Saved data entries
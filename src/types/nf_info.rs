use serde::{Deserialize, Serialize};
use super::{Guami, IdentityRange, PlmnRange, Snssai, SupiRange, Tai, TaiRange};

#[derive(Debug, Clone, Default, PartialEq, Serialize, Deserialize)]
#[serde(rename_all = "camelCase")]
pub struct UdrInfo {
    #[serde(skip_serializing_if = "Option::is_none")]
    pub group_id: Option<String>,
    #[serde(skip_serializing_if = "Option::is_none")]
    pub supi_ranges: Option<Vec<SupiRange>>,
    #[serde(skip_serializing_if = "Option::is_none")]
    pub gpsi_ranges: Option<Vec<IdentityRange>>,
    #[serde(skip_serializing_if = "Option::is_none")]
    pub external_group_identifiers_ranges: Option<Vec<IdentityRange>>,
    #[serde(skip_serializing_if = "Option::is_none")]
    pub supported_data_sets: Option<Vec<String>>,
}

#[derive(Debug, Clone, Default, PartialEq, Serialize, Deserialize)]
#[serde(rename_all = "camelCase")]
pub struct UdmInfo {
    #[serde(skip_serializing_if = "Option::is_none")]
    pub group_id: Option<String>,
    #[serde(skip_serializing_if = "Option::is_none")]
    pub supi_ranges: Option<Vec<SupiRange>>,
    #[serde(skip_serializing_if = "Option::is_none")]
    pub gpsi_ranges: Option<Vec<IdentityRange>>,
    #[serde(skip_serializing_if = "Option::is_none")]
    pub external_group_identifiers_ranges: Option<Vec<IdentityRange>>,
    #[serde(skip_serializing_if = "Option::is_none")]
    pub routing_indicators: Option<Vec<String>>,
}

#[derive(Debug, Clone, Default, PartialEq, Serialize, Deserialize)]
#[serde(rename_all = "camelCase")]
pub struct AusfInfo {
    #[serde(skip_serializing_if = "Option::is_none")]
    pub group_id: Option<String>,
    #[serde(skip_serializing_if = "Option::is_none")]
    pub supi_ranges: Option<Vec<SupiRange>>,
    #[serde(skip_serializing_if = "Option::is_none")]
    pub routing_indicators: Option<Vec<String>>,
}

#[derive(Debug, Clone, Default, PartialEq, Serialize, Deserialize)]
#[serde(rename_all = "camelCase")]
pub struct AmfInfo {
    #[serde(skip_serializing_if = "Option::is_none")]
    pub amf_set_id: Option<String>,
    #[serde(skip_serializing_if = "Option::is_none")]
    pub amf_region_id: Option<String>,
    #[serde(skip_serializing_if = "Option::is_none")]
    pub guami_list: Option<Vec<Guami>>,
    #[serde(skip_serializing_if = "Option::is_none")]
    pub tai_list: Option<Vec<Tai>>,
    #[serde(skip_serializing_if = "Option::is_none")]
    pub tai_range_list: Option<Vec<TaiRange>>,
    #[serde(skip_serializing_if = "Option::is_none")]
    pub backup_info_amf_failure: Option<Vec<Guami>>,
    #[serde(skip_serializing_if = "Option::is_none")]
    pub backup_info_amf_removal: Option<Vec<Guami>>,
    #[serde(skip_serializing_if = "Option::is_none")]
    pub n2_interface_amf_info: Option<N2InterfaceAmfInfo>,
}

#[derive(Debug, Clone, Default, PartialEq, Serialize, Deserialize)]
#[serde(rename_all = "camelCase")]
pub struct N2InterfaceAmfInfo {
    #[serde(skip_serializing_if = "Option::is_none")]
    pub ipv4_endpoint_address: Option<Vec<String>>,
    #[serde(skip_serializing_if = "Option::is_none")]
    pub ipv6_endpoint_address: Option<Vec<String>>,
    #[serde(skip_serializing_if = "Option::is_none")]
    pub amf_name: Option<String>,
}

#[derive(Debug, Clone, Default, PartialEq, Serialize, Deserialize)]
#[serde(rename_all = "camelCase")]
pub struct SmfInfo {
    #[serde(skip_serializing_if = "Option::is_none")]
    pub s_nssai_smf_info_list: Option<Vec<SnssaiSmfInfoItem>>,
    #[serde(skip_serializing_if = "Option::is_none")]
    pub tai_list: Option<Vec<Tai>>,
    #[serde(skip_serializing_if = "Option::is_none")]
    pub tai_range_list: Option<Vec<TaiRange>>,
    #[serde(skip_serializing_if = "Option::is_none")]
    pub pgw_fqdn: Option<String>,
    #[serde(skip_serializing_if = "Option::is_none")]
    pub access_type: Option<Vec<AccessType>>,
}

#[derive(Debug, Clone, PartialEq, Serialize, Deserialize)]
#[serde(rename_all = "camelCase")]
pub struct SnssaiSmfInfoItem {
    pub s_nssai: Snssai,
    pub dnn_smf_info_list: Vec<DnnSmfInfoItem>,
}

#[derive(Debug, Clone, PartialEq, Serialize, Deserialize)]
#[serde(rename_all = "camelCase")]
pub struct DnnSmfInfoItem {
    pub dnn: String,
}

#[derive(Debug, Clone, PartialEq, Eq, Serialize, Deserialize)]
#[serde(rename_all = "SCREAMING_SNAKE_CASE")]
pub enum AccessType {
    #[serde(rename = "3GPP_ACCESS")]
    ThreeGppAccess,
    #[serde(rename = "NON_3GPP_ACCESS")]
    NonThreeGppAccess,
}

#[derive(Debug, Clone, Default, PartialEq, Serialize, Deserialize)]
#[serde(rename_all = "camelCase")]
pub struct UpfInfo {
    #[serde(skip_serializing_if = "Option::is_none")]
    pub s_nssai_upf_info_list: Option<Vec<SnssaiUpfInfoItem>>,
    #[serde(skip_serializing_if = "Option::is_none")]
    pub smf_serving_area: Option<Vec<String>>,
    #[serde(skip_serializing_if = "Option::is_none")]
    pub interface_upf_info_list: Option<Vec<InterfaceUpfInfoItem>>,
    #[serde(default)]
    pub iwk_eps_ind: bool,
}

#[derive(Debug, Clone, PartialEq, Serialize, Deserialize)]
#[serde(rename_all = "camelCase")]
pub struct SnssaiUpfInfoItem {
    pub s_nssai: Snssai,
    pub dnn_upf_info_list: Vec<DnnUpfInfoItem>,
}

#[derive(Debug, Clone, PartialEq, Serialize, Deserialize)]
#[serde(rename_all = "camelCase")]
pub struct DnnUpfInfoItem {
    pub dnn: String,
    #[serde(skip_serializing_if = "Option::is_none")]
    pub dnai_list: Option<Vec<String>>,
}

#[derive(Debug, Clone, PartialEq, Serialize, Deserialize)]
#[serde(rename_all = "camelCase")]
pub struct InterfaceUpfInfoItem {
    pub interface_type: String,
    #[serde(skip_serializing_if = "Option::is_none")]
    pub ipv4_endpoint_addresses: Option<Vec<String>>,
    #[serde(skip_serializing_if = "Option::is_none")]
    pub ipv6_endpoint_addresses: Option<Vec<String>>,
    #[serde(skip_serializing_if = "Option::is_none")]
    pub endpoint_fqdn: Option<String>,
    #[serde(skip_serializing_if = "Option::is_none")]
    pub network_instance: Option<String>,
}

#[derive(Debug, Clone, Default, PartialEq, Serialize, Deserialize)]
#[serde(rename_all = "camelCase")]
pub struct PcfInfo {
    #[serde(skip_serializing_if = "Option::is_none")]
    pub dnn_list: Option<Vec<String>>,
    #[serde(skip_serializing_if = "Option::is_none")]
    pub supi_ranges: Option<Vec<SupiRange>>,
    #[serde(skip_serializing_if = "Option::is_none")]
    pub rx_diam_host: Option<String>,
    #[serde(skip_serializing_if = "Option::is_none")]
    pub rx_diam_realm: Option<String>,
}

#[derive(Debug, Clone, Default, PartialEq, Serialize, Deserialize)]
#[serde(rename_all = "camelCase")]
pub struct BsfInfo {
    #[serde(skip_serializing_if = "Option::is_none")]
    pub dnn_list: Option<Vec<String>>,
    #[serde(skip_serializing_if = "Option::is_none")]
    pub ip_domain_list: Option<Vec<String>>,
    #[serde(skip_serializing_if = "Option::is_none")]
    pub ipv4_address_ranges: Option<Vec<Ipv4AddressRange>>,
    #[serde(skip_serializing_if = "Option::is_none")]
    pub ipv6_prefix_ranges: Option<Vec<Ipv6PrefixRange>>,
}

/// Stored with both bounds rewritten to the decimal form of their `u32` value.
#[derive(Debug, Clone, PartialEq, Eq, Serialize, Deserialize)]
#[serde(rename_all = "camelCase")]
pub struct Ipv4AddressRange {
    pub start: String,
    pub end: String,
}

/// Stored with both bounds rewritten to the decimal form of their `u128` value.
#[derive(Debug, Clone, PartialEq, Eq, Serialize, Deserialize)]
#[serde(rename_all = "camelCase")]
pub struct Ipv6PrefixRange {
    pub start: String,
    pub end: String,
}

#[derive(Debug, Clone, Default, PartialEq, Serialize, Deserialize)]
#[serde(rename_all = "camelCase")]
pub struct ChfInfo {
    #[serde(skip_serializing_if = "Option::is_none")]
    pub supi_range_list: Option<Vec<SupiRange>>,
    #[serde(skip_serializing_if = "Option::is_none")]
    pub gpsi_range_list: Option<Vec<IdentityRange>>,
    #[serde(skip_serializing_if = "Option::is_none")]
    pub plmn_range_list: Option<Vec<PlmnRange>>,
}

ASSIGNED TASK: Would you count the lines in the data that contain "rewritten" and answer with only the number?

RESULT: 2